What documents are required?

  1. A joint Affidavit confirming that the applicant and the Maltese spouse have been married for 5 years and still living together;
  2. One recent passport sized photo;
  3. Marriage certificate (Registered in Malta);
  4. Certificate/s of previous marriage/s of both applicant and the Maltese spouse;
  5. Full birth certificate;
  6. Passport / ID card / residence card of the applicant and of the Maltese spouse;
  7. The date of birth of the parents of the Maltese spouse;
  8. In case of a widow/widower of a citizen of Malta, the following documents must be presented:
    • The late spouse’s death certificate; and
    • Affidavit that couple resided together till time of death.
  9. The application may be submitted against a fee of €150. If the application is acceded to, a further €50 has to be paid upon collection of Citizenship certificate at the end of the process. Original documents will be returned to the applicant. Copies will be retained.
  1. Passport;
  2. Birth certificate;
  3. Marriage certificate (if applicable);
  4. Birth certificate of applicant’s parents;
  5. A letter stating why the applicant cannot provide 6 years documentary evidence of residence abroad or a copy of the Maltese Citizenship Renunciation letter;
  6. One passport size photo; and
  7. A copy of the applicant’s certificate of acquisition of the citizenship he/she now holds.
  1. Birth certificate showing parents’ names;
  2. Marriage certificate of applicant (if applicable);
  3. Passport;
  4. One passport size photo;
  5. Birth certificate of applicant’s mother;
  6. Mother’s Marriage certificate;
  7. Mother’s passport;
  8. Birth certificates of maternal grandparents; and
  9. Marriage certificate of maternal grandparents.(If the son/daughter was born after 21st September 1964, the Citizenship Unit may also require documentary evidence showing that the mother was a citizen of Malta at the time of his/her birth.)
  1. Birth certificate;
  2. Marriage certificate (if applicable);
  3. Birth and marriage certificates of the individual’s ascendants to show the direct link to the ascendant born in Malta;
  4. One passport size photo; and
  5. Passport.

The person who has authority over a minor child (who is the descendant, second or subsequent generation born abroad, of an ascendant born in Malta, of a parent also born in Malta), will be required to submit the documents listed above in (e) in respect of that child together with the documents showing his/her authorization empowering him/her to submit such application.

Notes:

  • In certain cases, additional documents may be requested;
  • As from 16th April 2010, the Citizenship Unit is no longer requesting civil status certificates issued by the Public Registry of Malta in connection with a service provided by the Unit. The Citizenship Unit shall obtain the necessary certificates on behalf of the enquirer/applicant;
  • It is, however, the responsibility of the enquirer/applicant to provide the Citizenship Unit with the correct information in order to acquire the correct certificates. Although not obligatory, the presentation of a readily available marriage certificate would facilitate matters. The Unit will retain a copy of the certificate;
  • In this regard, the enquirer/applicant is kindly requested to complete Form CEA/27. Applicants will present Birth/Marriage certificates issued by foreign Authorities and local Ecclesiastical Authorities when these records are not available at the Public Registry.

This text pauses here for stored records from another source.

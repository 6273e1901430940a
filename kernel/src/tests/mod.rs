//! Kernel Unit Tests Module
//!
//! End-to-end tests of the loader and the process lifecycle on the hosted
//! platform.

mod loader_tests;
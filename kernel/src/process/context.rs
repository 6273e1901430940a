//! Process Context
//!
//! Register frame used for the first entry into user mode.

use crate::config::UserAddr;

/// User code segment selector: GDT index 3, RPL 3.
pub const SEL_UCSEG: u32 = 0x1B;

/// User data segment selector: GDT index 4, RPL 3.
pub const SEL_UDSEG: u32 = 0x23;

/// EFLAGS bit 1, must be set.
pub const FLAG_MBS: u32 = 0x0000_0002;

/// EFLAGS interrupt enable flag.
pub const FLAG_IF: u32 = 0x0000_0200;

/// i386 interrupt frame, as popped by the return-to-user path.
#[derive(Debug, Clone, Copy, Default, PartialEq, Eq)]
#[repr(C)]
pub struct UserFrame {
    // Pushed by pusha
    /// EDI register
    pub edi: u32,
    /// ESI register
    pub esi: u32,
    /// EBP register
    pub ebp: u32,
    /// Ignored by popa
    pub esp_dummy: u32,
    /// EBX register
    pub ebx: u32,
    /// EDX register
    pub edx: u32,
    /// ECX register
    pub ecx: u32,
    /// EAX register
    pub eax: u32,

    // Segment registers
    /// GS segment
    pub gs: u32,
    /// FS segment
    pub fs: u32,
    /// ES segment
    pub es: u32,
    /// DS segment
    pub ds: u32,

    // Popped by iret
    /// Instruction pointer
    pub eip: UserAddr,
    /// Code segment
    pub cs: u32,
    /// EFLAGS register
    pub eflags: u32,
    /// Stack pointer
    pub esp: UserAddr,
    /// Stack segment
    pub ss: u32,
}

impl UserFrame {
    /// Frame that starts user code at `entry` with stack pointer `esp`,
    /// interrupts enabled and every other register zero.
    pub const fn new_user(entry: UserAddr, esp: UserAddr) -> Self {
        Self {
            edi: 0,
            esi: 0,
            ebp: 0,
            esp_dummy: 0,
            ebx: 0,
            edx: 0,
            ecx: 0,
            eax: 0,
            gs: SEL_UDSEG,
            fs: SEL_UDSEG,
            es: SEL_UDSEG,
            ds: SEL_UDSEG,
            eip: entry,
            cs: SEL_UCSEG,
            eflags: FLAG_IF | FLAG_MBS,
            esp,
            ss: SEL_UDSEG,
        }
    }

    /// Check if the frame returns to ring 3
    pub fn is_user(&self) -> bool {
        self.cs & 0x3 == 3
    }
}
//! Process Management
//!
//! Creation, waiting and termination of user processes, and the parent/child
//! bookkeeping between them.

pub mod context;
pub mod manager;
pub mod table;

pub use context::UserFrame;
pub use manager::{thread_name, Process};
pub use table::{ChildSet, ProcessId, ProcessRecord, ProcessState};
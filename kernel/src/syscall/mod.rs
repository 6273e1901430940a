//! System call entry points for process management.
//!
//! The trap handler decodes arguments from the user stack and calls these.
//! Each returns the value placed in `eax`; every failure becomes -1.

use crate::platform::{Platform, Termination};
use crate::process::{Process, ProcessId};

/// Value returned to user space on failure.
pub const SYSCALL_ERROR: i32 = -1;

/// `exec(cmd_line)`: start a child, returning its PID.
pub fn sys_exec<P: Platform>(process: &mut Process<P>, cmd_line: &str) -> i32 {
    match process.execute(cmd_line) {
        Ok(pid) => pid.as_user().unwrap_or(SYSCALL_ERROR),
        Err(e) => {
            log::debug!("{}: exec \"{}\": {}", process.name(), cmd_line, e);
            SYSCALL_ERROR
        }
    }
}

/// `wait(pid)`: exit status of direct child `pid`.
pub fn sys_wait<P: Platform>(process: &mut Process<P>, pid: i32) -> i32 {
    let Ok(raw) = u64::try_from(pid) else {
        return SYSCALL_ERROR;
    };
    process.wait(ProcessId(raw)).unwrap_or(SYSCALL_ERROR)
}

/// `exit(status)`: record the status. The caller stops running user code
/// and returns the result from [`Platform::enter_user`].
pub fn sys_exit<P: Platform>(process: &mut Process<P>, status: i32) -> Termination {
    process.set_exit_status(status);
    Termination::Exit(status)
}

/// `open(name)`: new file descriptor.
pub fn sys_open<P: Platform>(process: &mut Process<P>, name: &str) -> i32 {
    process.open(name).unwrap_or(SYSCALL_ERROR)
}

/// `close(fd)`.
pub fn sys_close<P: Platform>(process: &mut Process<P>, fd: i32) -> i32 {
    match process.close(fd) {
        Ok(()) => 0,
        Err(_) => SYSCALL_ERROR,
    }
}
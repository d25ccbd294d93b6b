//! Order clause parsing
//!
//! A single sort key is supported: `order=created_at` sorts ascending,
//! `order=-created_at` sorts descending.

use serde::ser::SerializeMap;
use serde::{Serialize, Serializer};

use super::error::{InvalidDataError, Result};

/// Sort direction
#[derive(Debug, Clone, Copy, PartialEq, Eq, Serialize)]
#[serde(rename_all = "UPPERCASE")]
pub enum SortDirection {
    Asc,
    Desc,
}

/// A validated single-key sort
///
/// Serializes as `{ "<field>": "ASC" | "DESC" }`.
#[derive(Debug, Clone, PartialEq, Eq)]
pub struct OrderClause {
    pub field: String,
    pub direction: SortDirection,
}

impl OrderClause {
    pub fn asc(field: impl Into<String>) -> Self {
        Self {
            field: field.into(),
            direction: SortDirection::Asc,
        }
    }

    pub fn desc(field: impl Into<String>) -> Self {
        Self {
            field: field.into(),
            direction: SortDirection::Desc,
        }
    }

    /// Parse the raw `order` parameter without any allowlist check
    ///
    /// Returns `None` when the parameter is absent or empty.
    pub fn from_param(order: Option<&str>) -> Option<Self> {
        let order = order.filter(|o| !o.is_empty())?;
        match order.strip_prefix('-') {
            Some(field) => Some(Self::desc(field)),
            None => Some(Self::asc(order)),
        }
    }

    /// Parse the `order` parameter and check the field against the allowlist
    ///
    /// The order field must be an exact allowlist entry; nested matching does
    /// not apply to sorting.
    pub fn parse<S: AsRef<str>>(order: Option<&str>, allowed: &[S]) -> Result<Option<Self>> {
        let Some(clause) = Self::from_param(order) else {
            return Ok(None);
        };

        if !allowed.is_empty() && !allowed.iter().any(|a| a.as_ref() == clause.field) {
            tracing::warn!(field = %clause.field, "Rejected order field outside the allowlist");
            return Err(InvalidDataError::OrderNotAllowed {
                field: clause.field,
            }
            .into());
        }

        Ok(Some(clause))
    }
}

impl Serialize for OrderClause {
    fn serialize<S: Serializer>(&self, serializer: S) -> std::result::Result<S::Ok, S::Error> {
        let mut map = serializer.serialize_map(Some(1))?;
        map.serialize_entry(&self.field, &self.direction)?;
        map.end()
    }
}
//! # Query Config
//!
//! Compiles the query parameters of list and retrieve REST requests into
//! repository and remote (graph) query configurations.
//!
//! ## Features
//!
//! - **Field Directives**: `fields=+total,-email,*items` modifies the default
//!   selection, `fields=id,status` replaces it
//! - **Allowlists**: every selected field, star relation and order field is
//!   checked against the entity's allowlist; all offenders are reported
//! - **Relation Expansion**: dotted paths become select columns plus the
//!   relations to join
//! - **Two Outputs**: a repository config (`select`, `relations`, `skip`,
//!   `take`, `order`) and a remote query config (`fields`, `pagination`)
//! - **Configuration-Based**: per-entity allowlists and defaults from YAML
//! - **Axum Integration**: extractors that reject invalid queries with `400`
//!
//! ## Quick Start
//!
//! ```rust,ignore
//! use query_config::prelude::*;
//!
//! let config = QueryConfig::new(
//!     ["id", "status", "email", "items", "created_at"],
//!     ["id", "status", "items.title"],
//! )
//! .list();
//!
//! let params = RequestQueryFields::default()
//!     .with_fields("+email,*items")
//!     .with_order("-created_at");
//!
//! let prepared = prepare_list_query(&params, &config)?;
//! assert_eq!(prepared.list_config.relations, vec!["items"]);
//! assert_eq!(
//!     prepared.remote_query_config.fields,
//!     vec!["id", "status", "items.title", "email", "items.*"]
//! );
//! ```

pub mod config;
pub mod core;
pub mod server;

/// Re-exports of commonly used types and functions
pub mod prelude {
    // === Compiler ===
    pub use crate::core::{
        directive::{FieldDirective, FieldSelection, SelectionMode, resolve_fields},
        order::{OrderClause, SortDirection},
        projection::pick_by_config,
        query::{
            ListQueryConfig, ListResponse, Pagination, PreparedListQuery, PreparedRetrieveQuery,
            QueryConfig, RemoteQueryConfig, RequestQueryFields, RetrieveConfig,
            prepare_list_query, prepare_retrieve_query,
        },
        remote::{RemoteQueryNode, RemoteQueryObject},
        select::{SelectRelation, split_select_relations},
    };

    // === Errors ===
    pub use crate::core::error::{ConfigError, ErrorResponse, InvalidDataError, QueryError};

    // === Config ===
    pub use crate::config::{EntityQueryConfig, QueryConfigRegistry};

    // === Server ===
    pub use crate::server::{ValidatedListQuery, ValidatedRetrieveQuery};
}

How does one apply for registration as a citizen of Malta?

Persons who were:

  1. Submit the necessary documentation to the Citizenship Unit;
  2. Once the Citizenship Unit reviews the documents submitted, the applicant will verify and sign the duly completed application form; 
  3. If the applicant is a foreign spouse to a citizen of Malta, he/she and his/her Maltese spouse are required to make a joint declaration (affidavit) in order to confirm that they have been living together for a period of at least five (5) years from the date of their marriage and are still living together;
  4. The Citizenship Unit will administer the necessary oaths, including the Oath of Allegiance to the Republic of Malta*. Besides the fees pertaining to oaths, applicants would need to pay a prescribed application fee of €150.

* This requirement shall not apply to any person of full age but not of full capacity on behalf of whom an application is submitted with the authorisation of the Civil Court (Voluntary Jurisdiction).

When applying through one of Malta’s Missions abroad, the administering of the necessary oaths has to be made either before an Official from the Mission who is duly authorised to act as Commissioner for Oaths or before a person who, according to the law of the country concerned, is empowered to administer oaths.

The application will be processed by the Citizenship Unit and successful applicants will be registered as a citizen of Malta. Successful applicants will be considered citizens of Malta from the date on their certificate of registration. They will then be asked to call at the Citizenship Unit to collect their certificate against a fee of €50.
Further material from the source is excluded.